Sneaky little algae that pop up from the mud of a bay, attack fish with a deadly toxin, then quickly retreat may explain some mysterious fish kills in the Chesapeake and other East Coast waters.
North Carolina researchers recently discovered the new species -- nearly by mistake -- then found it at the scene of a crime: a major fish kill in May in Pamlico Sound along the coast of North Carolina. While scientists have not yet looked for the algae species in Chesapeake Bay waters, it has sparked their curiosity because it could explain numerous fish kills, particularly of menhaden, in the Chesapeake and tidal portions of its tributaries.
"Fish diseases and unexplained fish kills have been dramatically increasing in our estuaries. And around the world there is a lot of evidence beginning to accumulate that there are increasing numbers of toxic algaes," said JoAnn M. Burkholder, who discovered the algae.
Some scientists have speculated that the increase in these algae is a result of pollution, in particular phosphorus and nitrogen, both common in the Chesapeake. "I think the algae have always existed, but we are creating a more hospitable environment for their growth," said Dr. Burkholder, assistant professor of aquatic botany at North Carolina State University in Raleigh.
Maryland Department of Natural Resource fisheries scientists will begin looking for the algae this spring and summer, said Eric May, coordinator of the fish disease program at the DNR. But he cautioned there is only circumstantial evidence of the algae and some laboratory findings.
However, he said, the algae would explain some thousands of deaths of menhaden, an important species of fish harvested for use as bait in crab pots and for its oil. In those cases the fish died after they were seen spinning around disoriented.
The algae might also be linked to other fish kills in Maryland, which average about 22 a year and involve about 50 to 100 fish each time.
A search for the algae began when Dr. Edward J. Noga, an associate professor at the North Carolina School of Veterinary Medicine, brought some water back from the Pamlico Sound to grow fish in. Everything died.
He checked the water sample for heavy metals and pesticides and other likely suspects but couldn't find a culprit, until he found a microscopic plant.
Later tests showed that the algae killed everything from guppies to goldfish to flounder, menhaden, croaker and spot in the laboratory.
The next step was to find it in nature. In May, North Carolina biologists sampled water while fish were dying in the Pamlico Sound and found the new species. Since then, it has been found during several other fish kills, and 1988 records implicate it in 25 percent of the kills that year in North Carolina.
One of the reasons the toxic algae went undetected is that they are so sneaky. During most of its life, the alga wraps itself in V VTC hard shell and sits like a blob on the bottom of a river or bay. When it picks up the scent of fish above -- probably the excretion of an amino acid in fish -- it emerges and hands out a toxin so potent it kills fish in minutes. "As soon as the fish are dead, it loses interest and goes back down," she said.

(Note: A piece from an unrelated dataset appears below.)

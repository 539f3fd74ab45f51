pub mod analyze;
pub mod check_model;
pub mod image;
pub mod set_token;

So unless researchers sampled the water during the time of the kill, they could not find the algae, which is currently unnamed.
"We did have frequent sightings of spinning menhaden, but we could never get our collective acts together so that we could be on top of the menhaden while they were dying," Dr. May said. Because the fish die so quickly from the toxin, there is little likelihood that either humans or other fish would consume a stricken fish.
However, Ms. Burkholder said, in the laboratory, the toxin may accumulate more slowly in shellfish and could present a risk to humans.